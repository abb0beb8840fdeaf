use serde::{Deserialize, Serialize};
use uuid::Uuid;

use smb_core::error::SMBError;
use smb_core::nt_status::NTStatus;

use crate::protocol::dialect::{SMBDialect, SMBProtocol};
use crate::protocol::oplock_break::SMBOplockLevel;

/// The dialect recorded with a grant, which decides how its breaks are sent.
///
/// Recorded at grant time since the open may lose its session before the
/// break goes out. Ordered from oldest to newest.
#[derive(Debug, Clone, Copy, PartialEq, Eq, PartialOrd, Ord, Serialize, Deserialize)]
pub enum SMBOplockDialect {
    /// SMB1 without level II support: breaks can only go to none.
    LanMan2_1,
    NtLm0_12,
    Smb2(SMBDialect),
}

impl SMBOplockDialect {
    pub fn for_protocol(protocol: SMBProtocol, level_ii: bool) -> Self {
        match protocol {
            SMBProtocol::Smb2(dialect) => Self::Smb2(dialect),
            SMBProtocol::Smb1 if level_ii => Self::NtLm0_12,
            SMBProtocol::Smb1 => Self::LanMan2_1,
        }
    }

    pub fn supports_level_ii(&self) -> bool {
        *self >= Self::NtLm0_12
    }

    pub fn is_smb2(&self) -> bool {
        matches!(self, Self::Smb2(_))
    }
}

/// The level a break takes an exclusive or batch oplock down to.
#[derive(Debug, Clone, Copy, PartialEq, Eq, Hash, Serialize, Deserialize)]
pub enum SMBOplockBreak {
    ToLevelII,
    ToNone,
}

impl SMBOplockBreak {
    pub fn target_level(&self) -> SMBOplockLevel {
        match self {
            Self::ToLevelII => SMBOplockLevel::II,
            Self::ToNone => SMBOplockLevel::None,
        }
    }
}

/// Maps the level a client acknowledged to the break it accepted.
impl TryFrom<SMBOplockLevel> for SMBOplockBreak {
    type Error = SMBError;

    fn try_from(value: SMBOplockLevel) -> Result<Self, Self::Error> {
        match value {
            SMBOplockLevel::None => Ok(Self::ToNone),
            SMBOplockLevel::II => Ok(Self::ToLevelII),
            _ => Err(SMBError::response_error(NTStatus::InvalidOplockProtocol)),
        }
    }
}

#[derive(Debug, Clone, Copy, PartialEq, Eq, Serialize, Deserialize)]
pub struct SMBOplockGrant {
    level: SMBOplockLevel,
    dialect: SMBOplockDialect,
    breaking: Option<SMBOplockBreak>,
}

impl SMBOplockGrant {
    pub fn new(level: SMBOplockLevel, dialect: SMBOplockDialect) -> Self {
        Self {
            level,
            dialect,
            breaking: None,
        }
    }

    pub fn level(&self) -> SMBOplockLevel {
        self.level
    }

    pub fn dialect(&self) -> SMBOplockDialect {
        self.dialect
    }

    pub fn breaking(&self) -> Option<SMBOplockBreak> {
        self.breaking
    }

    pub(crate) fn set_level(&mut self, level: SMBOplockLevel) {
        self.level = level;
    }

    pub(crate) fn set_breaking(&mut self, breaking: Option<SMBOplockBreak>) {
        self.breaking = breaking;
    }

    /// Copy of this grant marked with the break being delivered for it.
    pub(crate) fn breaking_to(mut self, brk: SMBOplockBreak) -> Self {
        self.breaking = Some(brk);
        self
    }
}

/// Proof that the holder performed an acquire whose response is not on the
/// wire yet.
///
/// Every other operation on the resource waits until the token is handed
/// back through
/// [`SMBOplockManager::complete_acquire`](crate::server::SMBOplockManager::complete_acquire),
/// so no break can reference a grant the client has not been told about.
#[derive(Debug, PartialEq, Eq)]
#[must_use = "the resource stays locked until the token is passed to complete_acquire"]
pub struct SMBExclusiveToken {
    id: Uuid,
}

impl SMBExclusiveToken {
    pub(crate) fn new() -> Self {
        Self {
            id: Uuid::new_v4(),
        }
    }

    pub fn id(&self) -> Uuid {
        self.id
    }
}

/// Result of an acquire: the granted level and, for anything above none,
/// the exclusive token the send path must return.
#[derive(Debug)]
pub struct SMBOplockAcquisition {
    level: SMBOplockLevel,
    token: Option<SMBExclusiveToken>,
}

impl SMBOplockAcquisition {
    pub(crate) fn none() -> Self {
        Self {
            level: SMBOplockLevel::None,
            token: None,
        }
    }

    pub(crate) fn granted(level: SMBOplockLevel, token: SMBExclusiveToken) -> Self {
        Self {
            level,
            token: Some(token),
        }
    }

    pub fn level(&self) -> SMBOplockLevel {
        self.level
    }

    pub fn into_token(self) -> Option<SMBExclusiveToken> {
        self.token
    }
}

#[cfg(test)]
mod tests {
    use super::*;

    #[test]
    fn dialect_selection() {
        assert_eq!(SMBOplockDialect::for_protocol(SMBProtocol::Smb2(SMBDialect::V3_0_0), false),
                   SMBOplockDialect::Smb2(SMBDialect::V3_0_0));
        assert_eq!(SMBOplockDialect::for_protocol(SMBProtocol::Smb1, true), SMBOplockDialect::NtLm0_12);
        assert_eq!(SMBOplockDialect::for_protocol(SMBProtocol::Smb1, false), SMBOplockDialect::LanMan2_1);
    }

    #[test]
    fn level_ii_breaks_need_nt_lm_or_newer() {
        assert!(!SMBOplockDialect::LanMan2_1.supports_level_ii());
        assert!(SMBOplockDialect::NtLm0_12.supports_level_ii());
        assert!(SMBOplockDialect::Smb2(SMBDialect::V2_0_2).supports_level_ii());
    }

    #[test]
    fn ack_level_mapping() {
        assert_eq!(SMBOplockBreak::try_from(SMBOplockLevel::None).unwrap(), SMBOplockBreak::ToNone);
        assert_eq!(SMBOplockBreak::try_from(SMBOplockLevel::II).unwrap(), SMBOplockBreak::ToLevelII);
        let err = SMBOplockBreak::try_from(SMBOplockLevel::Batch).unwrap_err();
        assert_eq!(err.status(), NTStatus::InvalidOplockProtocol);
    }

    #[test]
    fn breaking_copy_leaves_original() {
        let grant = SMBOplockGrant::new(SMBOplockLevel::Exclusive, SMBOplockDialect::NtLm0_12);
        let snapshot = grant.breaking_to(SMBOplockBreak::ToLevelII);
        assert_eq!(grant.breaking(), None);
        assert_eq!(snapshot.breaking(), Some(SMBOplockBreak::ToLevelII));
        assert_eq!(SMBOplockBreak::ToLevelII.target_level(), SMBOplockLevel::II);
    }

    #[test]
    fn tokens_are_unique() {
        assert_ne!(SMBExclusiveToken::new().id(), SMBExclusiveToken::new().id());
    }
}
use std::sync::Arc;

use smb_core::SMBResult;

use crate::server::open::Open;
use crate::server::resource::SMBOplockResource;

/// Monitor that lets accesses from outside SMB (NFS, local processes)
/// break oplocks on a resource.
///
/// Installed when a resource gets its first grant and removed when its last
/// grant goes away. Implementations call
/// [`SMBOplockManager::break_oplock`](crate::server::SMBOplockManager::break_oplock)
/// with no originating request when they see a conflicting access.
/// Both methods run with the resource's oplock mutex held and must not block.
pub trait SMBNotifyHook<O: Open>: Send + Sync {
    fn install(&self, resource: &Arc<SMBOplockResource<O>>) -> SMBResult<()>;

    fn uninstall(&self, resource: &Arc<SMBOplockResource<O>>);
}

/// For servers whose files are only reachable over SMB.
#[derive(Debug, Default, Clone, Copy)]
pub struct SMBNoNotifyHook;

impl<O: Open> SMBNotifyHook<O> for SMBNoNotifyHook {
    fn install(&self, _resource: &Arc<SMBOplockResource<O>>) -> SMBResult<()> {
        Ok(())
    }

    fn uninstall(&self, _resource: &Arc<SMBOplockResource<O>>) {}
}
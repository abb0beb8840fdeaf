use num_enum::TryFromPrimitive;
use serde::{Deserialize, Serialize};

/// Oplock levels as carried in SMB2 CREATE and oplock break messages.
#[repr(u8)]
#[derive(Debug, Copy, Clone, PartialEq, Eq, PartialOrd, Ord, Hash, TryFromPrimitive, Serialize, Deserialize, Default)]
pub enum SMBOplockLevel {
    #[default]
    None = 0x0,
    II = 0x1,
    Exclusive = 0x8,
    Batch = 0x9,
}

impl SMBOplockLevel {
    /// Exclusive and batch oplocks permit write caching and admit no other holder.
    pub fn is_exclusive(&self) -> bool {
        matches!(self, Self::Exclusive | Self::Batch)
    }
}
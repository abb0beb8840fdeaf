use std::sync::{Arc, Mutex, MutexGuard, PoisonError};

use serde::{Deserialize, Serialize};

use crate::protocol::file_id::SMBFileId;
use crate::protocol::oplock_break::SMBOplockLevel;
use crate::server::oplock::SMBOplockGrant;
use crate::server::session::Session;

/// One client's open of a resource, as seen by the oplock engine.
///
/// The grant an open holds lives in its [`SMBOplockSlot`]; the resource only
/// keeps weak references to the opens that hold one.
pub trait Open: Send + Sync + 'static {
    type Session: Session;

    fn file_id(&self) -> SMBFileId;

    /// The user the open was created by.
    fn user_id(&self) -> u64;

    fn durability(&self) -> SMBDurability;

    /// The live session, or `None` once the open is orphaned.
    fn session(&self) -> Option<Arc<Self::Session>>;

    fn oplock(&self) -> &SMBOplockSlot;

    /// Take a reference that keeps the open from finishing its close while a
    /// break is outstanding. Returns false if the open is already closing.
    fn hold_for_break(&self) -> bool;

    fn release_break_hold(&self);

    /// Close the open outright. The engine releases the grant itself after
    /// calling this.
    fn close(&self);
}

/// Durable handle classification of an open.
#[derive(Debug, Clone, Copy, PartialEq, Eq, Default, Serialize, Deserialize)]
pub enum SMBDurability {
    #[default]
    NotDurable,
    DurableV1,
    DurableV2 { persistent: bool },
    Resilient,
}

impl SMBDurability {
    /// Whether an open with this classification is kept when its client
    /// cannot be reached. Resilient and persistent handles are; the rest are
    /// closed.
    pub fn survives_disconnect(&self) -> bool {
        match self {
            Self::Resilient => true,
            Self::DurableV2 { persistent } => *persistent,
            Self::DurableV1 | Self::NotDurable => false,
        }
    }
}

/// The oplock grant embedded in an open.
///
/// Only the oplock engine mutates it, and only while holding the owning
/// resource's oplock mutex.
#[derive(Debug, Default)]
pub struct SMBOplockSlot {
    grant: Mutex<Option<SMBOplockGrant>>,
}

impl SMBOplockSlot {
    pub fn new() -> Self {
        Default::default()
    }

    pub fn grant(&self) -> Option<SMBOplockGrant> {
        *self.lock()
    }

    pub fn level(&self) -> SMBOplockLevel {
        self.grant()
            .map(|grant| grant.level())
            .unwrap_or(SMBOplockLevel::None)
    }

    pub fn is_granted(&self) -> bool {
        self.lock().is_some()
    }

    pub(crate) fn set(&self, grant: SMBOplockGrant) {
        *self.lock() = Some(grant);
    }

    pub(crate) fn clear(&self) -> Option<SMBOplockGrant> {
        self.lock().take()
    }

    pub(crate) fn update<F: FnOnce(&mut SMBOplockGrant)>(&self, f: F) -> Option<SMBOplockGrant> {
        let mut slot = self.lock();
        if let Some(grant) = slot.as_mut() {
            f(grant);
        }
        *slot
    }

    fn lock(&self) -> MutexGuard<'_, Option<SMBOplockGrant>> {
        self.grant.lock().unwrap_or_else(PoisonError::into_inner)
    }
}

* **ACTIVITY**
Within the data above, the lines from the one with "was created by." to the one with "fn release_break_hold(&self);" must be repeated exactly; no other line belongs in the answer.

* **TASK RESULT**
    /// The user the open was created by.
    fn user_id(&self) -> u64;

    fn durability(&self) -> SMBDurability;

    /// The live session, or `None` once the open is orphaned.
    fn session(&self) -> Option<Arc<Self::Session>>;

    fn oplock(&self) -> &SMBOplockSlot;

    /// Take a reference that keeps the open from finishing its close while a
    /// break is outstanding. Returns false if the open is already closing.
    fn hold_for_break(&self) -> bool;

    fn release_break_hold(&self);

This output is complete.